A Dual-Modality Ultrasound Video Recognition Model for Distinguishing Subpleural Pulmonary Nodules.
Academic Article
Overview
abstract
OBJECTIVE: To develop a deep learning model based on dual-modality ultrasound (DMUS) video recognition for the differential diagnosis of benign and malignant subpleural pulmonary nodules (SPNs). PATIENTS AND METHODS: Participant data (n=193, median age, 58 years [IQR, 34-66 years]; 123 men) with SPNs, prospectively collected from January 7, to December 21, 2020, were divided into training (n=154) and validation (n=39) sets in an 8:2 ratio. Additionally, independent internal (n=88) and external (n=91) test sets were prospectively collected from January 10 to June 25, 2021. The nature of the SPNs was determined through biopsy (n=306) and clinical follow-up (n=66).
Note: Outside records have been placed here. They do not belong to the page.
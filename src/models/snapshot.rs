use serde::{Deserialize, Serialize};

use crate::error::HighscoreError;

/// Number of skill rows at the head of every snapshot, "Total" included.
pub const SKILL_ROW_COUNT: usize = 24;

/// Upstream answers unknown accounts with an HTML 404 page instead of data.
pub const NOT_FOUND_MARKER: &str = "<title>404 - Page not found</title>";

const NO_DATA_SENTINEL: &str = "-1";

/// Skill rows in the order the highscores API lists them.
#[derive(Debug, Clone, Copy, PartialEq, Eq, Hash)]
pub enum Skill {
    Total,
    Attack,
    Defence,
    Strength,
    Hitpoints,
    Ranged,
    Prayer,
    Magic,
    Cooking,
    Woodcutting,
    Fletching,
    Fishing,
    Firemaking,
    Crafting,
    Smithing,
    Mining,
    Herblore,
    Agility,
    Thieving,
    Slayer,
    Farming,
    Runecrafting,
    Hunter,
    Construction,
}

impl Skill {
    pub const ALL: [Skill; SKILL_ROW_COUNT] = [
        Skill::Total,
        Skill::Attack,
        Skill::Defence,
        Skill::Strength,
        Skill::Hitpoints,
        Skill::Ranged,
        Skill::Prayer,
        Skill::Magic,
        Skill::Cooking,
        Skill::Woodcutting,
        Skill::Fletching,
        Skill::Fishing,
        Skill::Firemaking,
        Skill::Crafting,
        Skill::Smithing,
        Skill::Mining,
        Skill::Herblore,
        Skill::Agility,
        Skill::Thieving,
        Skill::Slayer,
        Skill::Farming,
        Skill::Runecrafting,
        Skill::Hunter,
        Skill::Construction,
    ];

    pub fn name(self) -> &'static str {
        match self {
            Skill::Total => "Total",
            Skill::Attack => "Attack",
            Skill::Defence => "Defence",
            Skill::Strength => "Strength",
            Skill::Hitpoints => "Hitpoints",
            Skill::Ranged => "Ranged",
            Skill::Prayer => "Prayer",
            Skill::Magic => "Magic",
            Skill::Cooking => "Cooking",
            Skill::Woodcutting => "Woodcutting",
            Skill::Fletching => "Fletching",
            Skill::Fishing => "Fishing",
            Skill::Firemaking => "Firemaking",
            Skill::Crafting => "Crafting",
            Skill::Smithing => "Smithing",
            Skill::Mining => "Mining",
            Skill::Herblore => "Herblore",
            Skill::Agility => "Agility",
            Skill::Thieving => "Thieving",
            Skill::Slayer => "Slayer",
            Skill::Farming => "Farming",
            Skill::Runecrafting => "Runecrafting",
            Skill::Hunter => "Hunter",
            Skill::Construction => "Construction",
        }
    }

    /// Row position inside a snapshot.
    pub fn index(self) -> usize {
        self as usize
    }
}

#[derive(Debug, Clone, Copy, PartialEq, Eq, Default, Serialize, Deserialize)]
pub struct SkillRow {
    pub rank: i64,
    pub level: i64,
    pub experience: i64,
}

#[derive(Debug, Clone, Copy, PartialEq, Eq, Default, Serialize, Deserialize)]
pub struct ActivityRow {
    pub rank: i64,
    pub amount: i64,
}

/// One fetched set of an account's highscores.
///
/// Skill rows and activity rows are kept apart so nothing has to slice a
/// mixed list by position. The skill count is checked on construction and
/// on deserialization; the activity tail may be any length.
#[derive(Debug, Clone, PartialEq, Eq, Serialize, Deserialize)]
#[serde(try_from = "SnapshotRepr")]
pub struct Snapshot {
    skills: Vec<SkillRow>,
    activities: Vec<ActivityRow>,
}

#[derive(Deserialize)]
struct SnapshotRepr {
    skills: Vec<SkillRow>,
    activities: Vec<ActivityRow>,
}

impl TryFrom<SnapshotRepr> for Snapshot {
    type Error = HighscoreError;

    fn try_from(repr: SnapshotRepr) -> Result<Self, Self::Error> {
        Snapshot::new(repr.skills, repr.activities)
    }
}

impl Snapshot {
    pub fn new(
        skills: Vec<SkillRow>,
        activities: Vec<ActivityRow>,
    ) -> Result<Self, HighscoreError> {
        if skills.len() != SKILL_ROW_COUNT {
            return Err(HighscoreError::MalformedData(format!(
                "expected {SKILL_ROW_COUNT} skill rows, got {}",
                skills.len()
            )));
        }
        Ok(Self { skills, activities })
    }

    pub fn skills(&self) -> &[SkillRow] {
        &self.skills
    }

    pub fn activities(&self) -> &[ActivityRow] {
        &self.activities
    }

    pub fn skill(&self, skill: Skill) -> &SkillRow {
        &self.skills[skill.index()]
    }

    pub fn level(&self, skill: Skill) -> i64 {
        self.skill(skill).level
    }

    /// Serialize back into the upstream `index_lite.ws` text format.
    pub fn to_raw_text(&self) -> String {
        let mut out = String::new();
        for row in &self.skills {
            out.push_str(&format!("{},{},{}\n", row.rank, row.level, row.experience));
        }
        for row in &self.activities {
            out.push_str(&format!("{},{}\n", row.rank, row.amount));
        }
        out
    }
}

/// Parse raw highscores text into a snapshot.
///
/// Records are newline separated and the body ends with a newline, so the
/// final empty record is dropped. `-1` means "no data" upstream and becomes 0.
pub fn parse_snapshot(raw: &str) -> Result<Snapshot, HighscoreError> {
    if raw.contains(NOT_FOUND_MARKER) {
        return Err(HighscoreError::AccountNotFound);
    }

    let mut records: Vec<&str> = raw.split('\n').map(|r| r.trim_end_matches('\r')).collect();
    if records.last().is_some_and(|last| last.trim().is_empty()) {
        records.pop();
    }

    if records.len() < SKILL_ROW_COUNT {
        return Err(HighscoreError::MalformedData(format!(
            "expected at least {SKILL_ROW_COUNT} records, got {}",
            records.len()
        )));
    }

    let mut skills = Vec::with_capacity(SKILL_ROW_COUNT);
    let mut activities = Vec::with_capacity(records.len() - SKILL_ROW_COUNT);

    for (index, record) in records.iter().enumerate() {
        let fields = parse_fields(record, index)?;
        if index < SKILL_ROW_COUNT {
            let [rank, level, experience] = fields[..] else {
                return Err(field_count_error(index, 3, fields.len()));
            };
            skills.push(SkillRow {
                rank,
                level,
                experience,
            });
        } else {
            let [rank, amount] = fields[..] else {
                return Err(field_count_error(index, 2, fields.len()));
            };
            activities.push(ActivityRow { rank, amount });
        }
    }

    Snapshot::new(skills, activities)
}

fn parse_fields(record: &str, index: usize) -> Result<Vec<i64>, HighscoreError> {
    record
        .split(',')
        .map(|field| {
            let field = field.trim();
            if field == NO_DATA_SENTINEL {
                return Ok(0);
            }
            match field.parse::<i64>() {
                Ok(value) if value >= 0 => Ok(value),
                _ => Err(HighscoreError::MalformedData(format!(
                    "record {index} has invalid field '{field}'"
                ))),
            }
        })
        .collect()
}

fn field_count_error(index: usize, expected: usize, got: usize) -> HighscoreError {
    HighscoreError::MalformedData(format!(
        "record {index} has {got} fields, expected {expected}"
    ))
}


#[cfg(test)]
mod tests {
    use super::fixtures::raw_with_levels;
    use super::*;

    #[test]
    fn parses_skills_and_activities_in_order() {
        let snapshot = parse_snapshot(&raw_with_levels(50, 9)).expect("parse");

        assert_eq!(snapshot.skills().len(), SKILL_ROW_COUNT);
        assert_eq!(snapshot.activities().len(), 9);
        assert_eq!(
            *snapshot.skill(Skill::Attack),
            SkillRow {
                rank: 1001,
                level: 50,
                experience: 100,
            }
        );
        assert_eq!(snapshot.activities()[2], ActivityRow { rank: 502, amount: 2 });
    }

    #[test]
    fn reserializes_to_the_original_text() {
        let raw = raw_with_levels(73, 9);
        let snapshot = parse_snapshot(&raw).expect("parse");
        assert_eq!(snapshot.to_raw_text(), raw);
    }

    #[test]
    fn normalizes_no_data_sentinels_to_zero() {
        let raw = raw_with_levels(1, 2).replace("500,0", "-1,-1");
        let snapshot = parse_snapshot(&raw).expect("parse");
        assert_eq!(snapshot.activities()[0], ActivityRow { rank: 0, amount: 0 });
    }

    #[test]
    fn all_zero_snapshot_is_not_a_missing_account() {
        let mut raw = String::new();
        for _ in 0..SKILL_ROW_COUNT {
            raw.push_str("-1,-1,-1\n");
        }
        raw.push_str("-1,-1\n");

        let snapshot = parse_snapshot(&raw).expect("zeros parse");
        assert!(snapshot.skills().iter().all(|row| *row == SkillRow::default()));
    }

    #[test]
    fn not_found_page_maps_to_account_not_found() {
        let page = format!("<html><head>{NOT_FOUND_MARKER}</head></html>");
        assert_eq!(parse_snapshot(&page), Err(HighscoreError::AccountNotFound));
    }

    #[test]
    fn rejects_records_with_wrong_field_counts() {
        let raw = raw_with_levels(1, 1).replacen("1000,1,0", "1000,1", 1);
        assert!(matches!(
            parse_snapshot(&raw),
            Err(HighscoreError::MalformedData(_))
        ));

        let raw = format!("{}1,2,3\n", raw_with_levels(1, 0));
        assert!(matches!(
            parse_snapshot(&raw),
            Err(HighscoreError::MalformedData(_))
        ));
    }

    #[test]
    fn rejects_truncated_and_non_numeric_bodies() {
        assert!(parse_snapshot("1,2,3\n").is_err());
        let raw = raw_with_levels(1, 0).replacen("1000", "abc", 1);
        assert!(parse_snapshot(&raw).is_err());
    }

    #[test]
    fn json_round_trip_is_lossless_and_validated() {
        let snapshot = parse_snapshot(&raw_with_levels(42, 9)).expect("parse");
        let json = serde_json::to_string(&snapshot).expect("serialize");
        let back: Snapshot = serde_json::from_str(&json).expect("deserialize");
        assert_eq!(back, snapshot);

        let short = r#"{"skills":[],"activities":[]}"#;
        assert!(serde_json::from_str::<Snapshot>(short).is_err());
    }
}
pub mod clues;
pub mod db;
pub mod dispatch;
pub mod highscores;
pub mod settings;
pub mod tracking;
pub mod xp;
Our model integrated DMUS videos, time-intensity curves, and clinical information. The model's performance was evaluated using area under the receiver operating characteristic curve, accuracy, sensitivity, and specificity and compared with state-of-the-art video classification models, as well as ultrasound and computed tomography diagnoses made by radiologists. RESULTS: In the internal test set, our model accurately distinguished malignant from benign SPNs with an AUC, accuracy, sensitivity, and specificity of 0.91, 91% (80 of 88), 90% (27 of 30), and 91% (53 of 58), outperforming state-of-the-art video classification models (all P<.05). In the external test set, the model achieved the accuracy, sensitivity, and specificity of 89% (81 of 91), 84% (27 of 32), and 92% (54 of 59), which were higher than the parameters for radiologist interpretations of ultrasound (81% [74 of 91], 63% [20 of 32], and 92% [54 of 59]) and computed tomography (76% [69 of 91], 91% [29 of 32], and 68% [40 of 59]), respectively. CONCLUSION: This deep learning model based on DMUS video recognition enhances the performance of ultrasound in differentiating benign from malignant SPNs. TRIAL REGISTRATION: clinicaltrials.gov Identifier: ChiCTR1800019828.